I am trying to expose Cassandra as a service to an end-user . The end-user would typically request for a <n>-node cassandra cluster. Once the cluster is provisioned , the user should be able to bind this cassandra service instance to his app. In the java driver , we need to provide ip's of the cassandra seed nodes. Instead of providing the ip, could I provide a  single dns name which would map to a public ip of a node in the cassandra cluster ? What are the best practices of exposing a cassandra cluster in a public cloud ? Should I have an HAProxy in front of the cluster to do this ? I know this would be a bad option since it defeats the purpose with which the client drivers have been built and would introduce a bottleneck. Thoughts ?

Olivier Michallat

unread,
Feb 17, 2016, 12:02:38 PM2/17/16
to java-dri...@lists.datastax.com
Hi,

Yes, having a proxy in front of the cluster would defeat the driver's built-in load balancing.
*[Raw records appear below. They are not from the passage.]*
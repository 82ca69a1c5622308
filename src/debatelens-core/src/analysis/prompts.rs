//! Prompt templates for turn analysis and debate narratives.

use crate::participant::Side;

pub const CLAIMS_SYSTEM_PROMPT: &str = r#"You are a debate analyst extracting claims.
Identify the distinct claims the speaker asserts in their argument.

OUTPUT RULES:
- Respond with ONLY a JSON array of strings, e.g. ["claim one", "claim two"]
- Each claim is one short sentence in your own words
- At most 5 claims; return [] if the text makes no claims
- No commentary, no markdown"#;

pub const REBUTTALS_SYSTEM_PROMPT: &str = r#"You are a debate analyst extracting rebuttals.
Identify where the speaker directly responds to or counters points made earlier in the debate.

OUTPUT RULES:
- Respond with ONLY a JSON array of strings
- Each entry names the opposing point being answered and how it is answered, in one sentence
- At most 5 entries; return [] if the speaker does not engage with earlier points
- No commentary, no markdown"#;

pub const FALLACIES_SYSTEM_PROMPT: &str = r#"You are a logic instructor detecting logical fallacies in debate arguments.
Only flag clear fallacies; do not flag strong but legitimate rhetoric.

OUTPUT RULES:
- Respond with ONLY a JSON array of objects:
  [{"type": "snake_case_fallacy_name", "explanation": "one sentence", "severity": 1-10}]
- At most 3 entries; return [] if there are none
- No commentary, no markdown"#;

pub const TONE_SYSTEM_PROMPT: &str = r#"You are a debate judge rating TONE.
100 means respectful, measured and constructive; 0 means hostile, insulting or dismissive.

OUTPUT RULES:
- Respond with ONLY a JSON object: {"score": 0-100, "reasoning": "one sentence"}"#;

pub const CLARITY_SYSTEM_PROMPT: &str = r#"You are a debate judge rating CLARITY.
100 means well structured, precise and easy to follow; 0 means confused, vague or incoherent.

OUTPUT RULES:
- Respond with ONLY a JSON object: {"score": 0-100, "reasoning": "one sentence"}"#;

pub const NARRATIVE_SYSTEM_PROMPT: &str = r#"You are a debate commentator summarising the outcome of a finished debate.
Write 3 to 5 plain sentences explaining who argued better and why, based on the scores and highlights provided.
Do not invent facts that are not in the summary. No markdown."#;

/// User prompt shared by every per-turn analysis step.
pub fn build_turn_prompt(
    topic: &str,
    side: Side,
    content: &str,
    prior_context: &str,
    retrieved: &str,
) -> String {
    let mut prompt = format!(
        "DEBATE TOPIC: {}\nSPEAKER SIDE: {}\n\n",
        topic,
        side.display_name()
    );

    if !prior_context.is_empty() {
        prompt.push_str("EARLIER TURNS:\n");
        prompt.push_str(prior_context);
        prompt.push_str("\n\n");
    }

    if !retrieved.is_empty() {
        prompt.push_str(retrieved);
        prompt.push('\n');
    }

    prompt.push_str("ARGUMENT TO ANALYZE:\n");
    prompt.push_str(content);
    prompt
}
The driver uniquely identifies each node by the address it uses to connect to it, so having all nodes behind the same public address would not work as expected.

One thing that can simplify configuration is if you expose the list of seeds as a single DNS entry with multiple A-records. Then the user can pass that single DNS name to addContactPoint(String) (or addContactPoints(String) on the 2.1 branch), and have all seeds added without having to list individual addresses.

--

Olivier Michallat

Driver & tools engineer, DataStax


On Wed, Feb 17, 2016 at 11:11 AM, Rohit Sardesai <rohits...@gmail.com> wrote:
Hello,

I am trying to expose Cassandra as a service to an end-user . The end-user would typically request for a <n>-node cassandra cluster. Once the cluster is provisioned , the user should be able to bind this cassandra service instance to his app. In the java driver , we need to provide ip's of the cassandra seed nodes. Instead of providing the ip, could I provide a  single dns name which would map to a public ip of a node in the cassandra cluster ? What are the best practices of exposing a cassandra cluster in a public cloud ? Should I have an HAProxy in front of the cluster to do this ? I know this would be a bad option since it defeats the purpose with which the client drivers have been built and would introduce a bottleneck. Thoughts ?

--
You received this message because you are subscribed to the Google Groups "DataStax Java Driver for Apache Cassandra User Mailing List" group.
To unsubscribe from this group and stop receiving emails from it, send an email to java-driver-us...@lists.datastax.com.

Vishy Kasaravalli

unread,
Feb 17, 2016, 12:36:21 PM2/17/16
to java-dri...@lists.datastax.com
Here is one approach that could work.

Host a simple discovery service that exposes a REST API List<String> getContactPoints(String clusterName) to return list of cassandra host names given the cluster name. 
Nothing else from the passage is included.